The Indonesian woman accused of murdering North Korean leader Kim Jong Un's half-brother, Kim Jong Nam, at a Kuala Lumpur airport in 2017 was freed Monday after Malaysian prosecutors declined to move forward with their case against her.
An emotional Siti Aisyah left court Monday morning and was expected to leave for her home country soon after, officials said. The court session adjourned not long after, as lawyers for her co-defendant, Vietnamese Doan Thi Huong, said they would petition for her to be freed as well.
"I move to have the charges against Siti Aisyah withdrawn under section 254(1),” prosecutor Mohamad Iskandar Ahmad said in court early Monday, as the trial resumed more than two years after Kim Jong Nam was assassinated on Feb. 13, 2017.
Prosecutors did not state why they were dropping the charges, Aisyah’s defense attorney Gooi Soon Seng told reporters.

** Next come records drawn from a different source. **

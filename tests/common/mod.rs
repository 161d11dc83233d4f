//! Shared test fixtures for the card catalog integration tests.
//!
//! Provides a small Wilds of Eldraine sample list in Scryfall wire format,
//! plus helpers to decode it or write it to a temporary asset file.

#![allow(dead_code)]

use manabox_cards::{loader, Card, CardCatalog};
use std::io::Write;
use tempfile::NamedTempFile;

/// A four-card list with one nameless entry and one card missing images.
///
/// Built from one `json!` per card so no single literal grows too deep.
pub fn sample_json() -> serde_json::Value {
    let mut list = serde_json::json!({
        "object": "list",
        "total_cards": 63,
        "has_more": false,
    });
    list["data"] = serde_json::Value::Array(vec![
        lightning_bolt(),
        ambush(),
        nameless(),
        rhystic_study(),
    ]);
    list
}

fn lightning_bolt() -> serde_json::Value {
    let mut card = serde_json::json!({
        "object": "card",
        "id": "wot-001",
        "oracle_id": "oracle-001",
        "name": "Lightning Bolt",
        "lang": "en",
        "released_at": "2023-09-08",
        "layout": "normal",
        "highres_image": true,
        "image_status": "highres_scan",
        "mana_cost": "{R}",
        "cmc": 1.0,
        "type_line": "Instant",
        "oracle_text": "Lightning Bolt deals 3 damage to any target.",
    });
    let extra = serde_json::json!({
        "colors": ["R"],
        "color_identity": ["R"],
        "keywords": [],
        "games": ["paper", "mtgo"],
        "reserved": false,
        "foil": true,
        "nonfoil": false,
        "finishes": ["foil"],
        "set": "wot",
        "set_name": "Wilds of Eldraine: Enchanting Tales",
        "set_type": "masterpiece",
        "collector_number": "42",
    });
    let more = serde_json::json!({
        "rarity": "mythic",
        "artist": "Christopher Moeller",
        "edhrec_rank": 14,
        "penny_rank": 3,
        "story_spotlight": false,
    });
    for part in [extra, more] {
        if let serde_json::Value::Object(fields) = part {
            for (key, value) in fields {
                card[key.as_str()] = value;
            }
        }
    }

    card["image_uris"] = serde_json::json!({
        "small": "https://cards.scryfall.io/small/front/wot-001.jpg",
        "normal": "https://cards.scryfall.io/normal/front/wot-001.jpg",
        "large": "https://cards.scryfall.io/large/front/wot-001.jpg",
        "png": "https://cards.scryfall.io/png/front/wot-001.png",
        "art_crop": "https://cards.scryfall.io/art_crop/front/wot-001.jpg",
        "border_crop": "https://cards.scryfall.io/border_crop/front/wot-001.jpg",
    });
    card["legalities"] = serde_json::json!({
        "standard": "not_legal",
        "modern": "legal",
        "legacy": "legal",
        "commander": "legal",
    });
    card["prices"] = serde_json::json!({
        "usd": "24.99",
        "usd_foil": null,
        "eur": "21.50",
        "tix": null,
    });
    card["related_uris"] = serde_json::json!({
        "gatherer": "https://gatherer.wizards.com/Pages/Card/Details.aspx?multiverseid=1",
    });
    card["purchase_uris"] = serde_json::json!({
        "tcgplayer": "https://tcgplayer.example/bolt",
    });
    card
}

fn ambush() -> serde_json::Value {
    let mut card = serde_json::json!({
        "object": "card",
        "id": "wot-002",
        "name": "Ambush",
        "mana_cost": "{2}{G}",
        "type_line": "Instant",
        "oracle_text": "Target creature you control fights target creature you don't control.",
        "colors": [],
        "rarity": "uncommon",
        "set": "wot",
        "set_name": "Wilds of Eldraine: Enchanting Tales",
    });
    card["image_uris"] = serde_json::json!({
        "normal": "https://cards.scryfall.io/normal/front/wot-002.jpg",
    });
    card["some_future_field"] = serde_json::json!({ "nested": true });
    card
}

fn nameless() -> serde_json::Value {
    serde_json::json!({
        "object": "card",
        "id": "wot-003",
        "name": null,
        "image_uris": null,
    })
}

fn rhystic_study() -> serde_json::Value {
    serde_json::json!({
        "id": "wot-004",
        "name": "Rhystic Study",
        "mana_cost": "{2}{U}",
        "type_line": "Enchantment",
        "colors": ["U"],
        "rarity": "mythic",
    })
}

pub fn sample_catalog() -> CardCatalog {
    loader::try_load_slice(sample_json().to_string().as_bytes()).unwrap()
}

/// Build a catalog from `(id, name)` pairs; `None` names are left absent.
pub fn catalog_of(entries: &[(&str, Option<&str>)]) -> CardCatalog {
    CardCatalog {
        object_kind: "list".to_string(),
        total_count: entries.len() as i64,
        has_more: false,
        cards: entries
            .iter()
            .map(|(id, name)| Card {
                id: Some(id.to_string()),
                name: name.map(str::to_string),
                ..Default::default()
            })
            .collect(),
    }
}

pub fn ids(cards: &[&Card]) -> Vec<String> {
    cards
        .iter()
        .map(|c| c.key().unwrap_or("").to_string())
        .collect()
}

/// Write `contents` to a temp file with the given suffix.
///
/// The caller must keep the returned file alive while it is used.
pub fn write_asset(contents: &[u8], suffix: &str) -> NamedTempFile {
    let mut file = tempfile::Builder::new().suffix(suffix).tempfile().unwrap();
    file.write_all(contents).unwrap();
    file.flush().unwrap();
    file
}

But in a letter shown to reporters on Monday, Malaysian Attorney General Tommy Thomas informed a senior Indonesian official of the upcoming acquittal and release, and said his decision in the matter was “taking into account the good relations between our respective countries.”
Aisyah cried and waved as she was escorted by two of her defense counsels out of the Shah Alam High Court. Indonesian officials said they would rush to complete her paperwork to enable her to return to Indonesia immediately.
“We will try to settle everything by today," Indonesian Foreign Ministry spokesman Lalu Mohamad Iqbal told BenarNews. Asked whether she would return home the same day, he said: "It is possible. If we settle everything by the end of the day, she will fly home today."
“I am shocked and I hope to be freed too,” a tearful Doan said through a translator during a court recess. She had been scheduled to take the witness stand as the defense phase of the trial got under way on Monday, but read only three sentences before her lawyers halted the testimony.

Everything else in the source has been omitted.